Travel at less busy times

Whether or not your fear of flying has transformed into a phobia, it can have negative effects on the quality of your life. This is why you should avoid travelling at times when there are travel delays which are common when flying at peak times and thus can make the fear of flying even worse. Travelling at less busy times such as in the evening or night are recommended.

Ask for Assistance

You isn't a need to try to tackle the phobia yourself but ask for assistance. Many experts have helped people learn to control their worry and achieve their travels, and there are programs out there that specifically target the fear of flying. Remember to speak to the airline and flights attendants to help you with your phobia.

Take Medication

Ensure that you remember to take with you plenty of medication as prescribed to last you through your journey. Remember to always pack your medication in your hand luggage so that they are easily available for inspection by the airport security officers.

Flying with Aerophobia/Aviophobia 
FAQs

What medication can I take for fear of flying?

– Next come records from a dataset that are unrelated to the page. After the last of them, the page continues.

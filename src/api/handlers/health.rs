//! Health check endpoint.

use axum::{Json, extract::State, http::StatusCode};

use crate::api::dto::health::HealthResponse;
use crate::state::AppState;

/// Reports service health, including database reachability.
///
/// # Endpoint
///
/// `GET /health`
///
/// # Responses
///
/// - `200 OK` with `{"status": "ok", "database": "ok"}` when the
///   database answers a probe query
/// - `503 Service Unavailable` with `{"status": "degraded", ...}` when
///   it does not
pub async fn health_handler(State(state): State<AppState>) -> (StatusCode, Json<HealthResponse>) {
    match sqlx::query("SELECT 1").execute(&*state.db).await {
        Ok(_) => (
            StatusCode::OK,
            Json(HealthResponse {
                status: "ok",
                database: "ok",
            }),
        ),
        Err(e) => {
            tracing::error!(error = %e, "Health check database probe failed");
            (
                StatusCode::SERVICE_UNAVAILABLE,
                Json(HealthResponse {
                    status: "degraded",
                    database: "unavailable",
                }),
            )
        }
    }
}
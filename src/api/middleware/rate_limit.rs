//! Rate limiting middleware using token bucket algorithm.

use governor::clock::QuantaInstant;
use governor::middleware::NoOpMiddleware;
use std::sync::Arc;
use tower_governor::{
    GovernorLayer, governor::GovernorConfigBuilder, key_extractor::PeerIpKeyExtractor,
};

/// Creates a rate limiter for authenticated CRUD endpoints.
///
/// # Limits
///
/// - **Rate**: 5 requests per second
/// - **Burst**: 50 requests
///
/// Requests exceeding the limit receive `429 Too Many Requests`.
///
/// # Key Extraction
///
/// Rate limits are applied per client IP address extracted from the
/// socket peer address.
pub fn layer() -> GovernorLayer<PeerIpKeyExtractor, NoOpMiddleware<QuantaInstant>, axum::body::Body>
{
    let governor_conf = Arc::new(
        GovernorConfigBuilder::default()
            .per_second(5)
            .burst_size(50)
            .finish()
            .unwrap(),
    );

    GovernorLayer::new(governor_conf)
}

/// Creates a stricter rate limiter for the credential endpoints.
///
/// # Limits
///
/// - **Rate**: 1 request per second
/// - **Burst**: 10 requests
///
/// Registration and login take an argon2 hash each and are the natural
/// target for credential stuffing, so they get the tight bucket.
pub fn secure_layer()
-> GovernorLayer<PeerIpKeyExtractor, NoOpMiddleware<QuantaInstant>, axum::body::Body> {
    let governor_conf = Arc::new(
        GovernorConfigBuilder::default()
            .per_second(1)
            .burst_size(10)
            .finish()
            .unwrap(),
    );

    GovernorLayer::new(governor_conf)
}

Taking anti-anxiety medication such as Diazepam, Xanax or Ambien prescriptions may help to reduce the fear of flying. 

Is flying safer than driving?

Research shows that driving is more dangerous than flying, with more than 5 million accidents compared to 20 accidents in flying.

What if passengers or staff become annoyed?

Airlines have a law-abiding commitment to offering you the same service as long as you don't create a serious issue for other passengers. Other passengers that are feeling annoyed or frustrated is not an excuse to discriminate against you. If your fear leads to physical contact with another passenger, you may be told that you cannot fly unless you could be seated separately or with people you know.